4.4. Cell Proliferation Assay and Vitality Assay
Influence of external radiation on cell proliferation was analyzed using the colorimetric BrdU (5-bromo-2′-deoxyuridine) Cell Proliferation ELISA from Roche (Basel, the Switzerland). Upon addition to cell culture medium BrdU is constantly incorporated into newly synthesized DNA and its amount is proportional to the amount of newly formed DNA and allows comparison of proliferation rates of cells. Briefly, 5000 cells per chamber were seeded as monocultures in a 96-well plate. For co-cultures, 5000 cells (1:4, ASC/HDMEC) were used. Then 24 h after seeding, cells were irradiated with doses of 2 or 6 Gy. Non-irradiated cells of each condition served as controls. After radiation, medium was exchanged. After 48 h BrdU was supplemented to media and cells were incubated for another 24 h. Afterwards, cells were processed following the manufacturer’s instructions, including use of stop solution, and absorption was measured at 450 nm.
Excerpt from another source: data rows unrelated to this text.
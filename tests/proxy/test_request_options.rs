// Copyright (c) 2025 Fabstir
// SPDX-License-Identifier: BUSL-1.1
//! Per-request transport options and status allow lists against the cache

use super::mock_transport::{proxy_with, MockTransport};
use std::sync::Arc;
use std::time::Duration;
use webfetch_proxy::proxy::{Credentials, FetchRequest, ProxyConfig};

fn get(url: &str) -> FetchRequest {
    FetchRequest::builder(url).build().unwrap()
}

#[tokio::test]
async fn test_unfollowed_redirect_not_served_to_following_caller() {
    let transport = Arc::new(
        MockTransport::new().redirect("/moved", "https://example.com/landing"),
    );
    let proxy = proxy_with(ProxyConfig::default(), transport.clone());
    let creds = Credentials::anonymous();

    let manual = FetchRequest::builder("https://example.com/moved")
        .follow_redirects(false)
        .build()
        .unwrap();
    let first = proxy.fetch(&creds, manual).await;
    assert_eq!(first.status_code, Some(301));

    let followed = proxy.fetch(&creds, get("https://example.com/moved")).await;
    assert!(!followed.cache_hit);
    assert_eq!(followed.status_code, Some(200));
    assert_eq!(followed.final_url, "https://example.com/landing");
    assert_eq!(transport.calls_to("/moved"), 2);
    assert_eq!(transport.options_seen(), vec![(false, true), (true, true)]);
}

#[tokio::test]
async fn test_unverified_fetch_not_served_to_verifying_caller() {
    let transport = Arc::new(MockTransport::new());
    let proxy = proxy_with(ProxyConfig::default(), transport.clone());
    let creds = Credentials::anonymous();

    let insecure = FetchRequest::builder("https://example.com/cert")
        .verify_ssl(false)
        .build()
        .unwrap();
    assert!(proxy.fetch(&creds, insecure).await.success);

    let verified = proxy.fetch(&creds, get("https://example.com/cert")).await;
    assert!(!verified.cache_hit);
    assert_eq!(transport.calls_to("/cert"), 2);
    assert_eq!(transport.options_seen(), vec![(true, false), (true, true)]);

    // Same options as a stored entry still hit
    let again = proxy.fetch(&creds, get("https://example.com/cert")).await;
    assert!(again.cache_hit);
    assert_eq!(transport.calls_to("/cert"), 2);
}

#[tokio::test]
async fn test_cached_status_judged_by_each_callers_allow_list() {
    let transport = Arc::new(MockTransport::new().status("/gone", 404));
    let proxy = proxy_with(ProxyConfig::default(), transport.clone());
    let creds = Credentials::anonymous();

    let lenient = || {
        FetchRequest::builder("https://example.com/gone")
            .allow_status_codes(vec![404])
            .build()
            .unwrap()
    };

    let first = proxy.fetch(&creds, lenient()).await;
    assert!(first.success);

    let strict = proxy.fetch(&creds, get("https://example.com/gone")).await;
    assert!(strict.cache_hit);
    assert_eq!(strict.status_code, Some(404));
    assert!(!strict.success);

    let lenient_again = proxy.fetch(&creds, lenient()).await;
    assert!(lenient_again.cache_hit);
    assert!(lenient_again.success);
    assert_eq!(transport.calls_to("/gone"), 1);
}

#[tokio::test]
async fn test_coalesced_waiters_judge_status_themselves() {
    let transport = Arc::new(
        MockTransport::new()
            .status("/gone", 404)
            .with_delay(Duration::from_millis(150)),
    );
    let proxy = Arc::new(proxy_with(ProxyConfig::default(), transport.clone()));

    let mut handles = Vec::new();
    for i in 0..6 {
        let proxy = proxy.clone();
        handles.push(tokio::spawn(async move {
            let mut builder = FetchRequest::builder("https://example.com/gone");
            let lenient = i % 2 == 0;
            if lenient {
                builder = builder.allow_status_codes(vec![404]);
            }
            let result = proxy
                .fetch(&Credentials::anonymous(), builder.build().unwrap())
                .await;
            (lenient, result)
        }));
    }

    for handle in handles {
        let (lenient, result) = handle.await.unwrap();
        assert_eq!(result.status_code, Some(404));
        assert_eq!(result.success, lenient);
    }
    assert_eq!(transport.calls_to("/gone"), 1);
}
Influence of external radiation on cell viability was analyzed using the colorimetric WST-8 Cell Viability kit from Promokine (PromoCell GmbH, Heidelberg, Germany). The tetrazolium salt WST-8 is reduced to water-soluble, orange formazan dye by dehydrogenases present in viable cells. The absorbance of the formazan dye is proportional to the number of metabolically active cells. Briefly, 5000 cells per chamber were seeded as monocultures in a 96-well plate. For co-cultures, 5000 cells (1:4, ASC/HDMEC) were used. Then 24 h after seeding, cells were irradiated with doses of 2 or 6 Gy, respectively. Non-irradiated cells of each condition served as controls. Following radiation, medium was exchanged. After 48 h WST-8 was supplemented to media and cells were incubated for another 24 h. Afterwards, cells were processed following the manufacturer’s instructions and absorption was measured at 450 nm.
4.5. Flow Cytometry
Cells were washed 48 h after irradiation with PBS (phosphate-buffered saline, PAALaboratories, Pasching, Austria) and detached by incubation with 500 µL Trypsin/EDTA (Promo-Cell; catalog number C-41000) for 5 min at 37 °C. After neutralization using 1 mL of trypsin neutralizing solution (Promo-Cell; catalog number C-4110, Heidelberg, Germany) cell number was determined at the Cedex XS Analyzer (Innovatis AG, Basel, Switzerland). Cells were counted and 500,000 cells were distributed to each FACS tube. After centrifuging (300× g, 5 min) the supernatant was removed and the cells were resuspended in 40 µL staining buffer consisting of PBS containing 0.01% sodium azide, 0.5% BSA, and 2 nM EDTA. Then 5 µL of each antibody (APC anti-human CD90 Antibody, Brilliant Violet 421™ anti-human CD31 Antibody, 100 µg/mL, San Diego, CA, USA) or 5 µL of each isotype control (APC Mouse IgG2a, κIsotype Ctrl (FC) Antibody, Brilliant Violet 421™ Mouse IgG1, κ Isotype Ctrl Antibody, 100 µg/mL, San Diego, CA, USA) were added and the cells were incubated on ice in the dark for 1 h. After addition of 1 mL staining buffer the cells were centrifuged and the supernatant was removed. Cells were resuspended in 500 µL staining buffer and measured using the FACS Canto II (BD Biosciences, Heildelberg, Germany). At least 50,000 events of each sample were recorded. All measurements were executed three times independently.
4.6. Statistical Analysis
Results are expressed as mean ± standard deviation of at least three independent measurements. Statistical analysis was performed using unpaired ANOVA and post-hoc testing according to Dunnett (SPSS for Windows; SPSS Inc, version 22.214.171.124, Chicago, IL, USA). Statistical significance was set at p < 0.05 (in figures marked with an asterisk). ** p < 0.01 and *** p < 0.001 were indicated, respectively.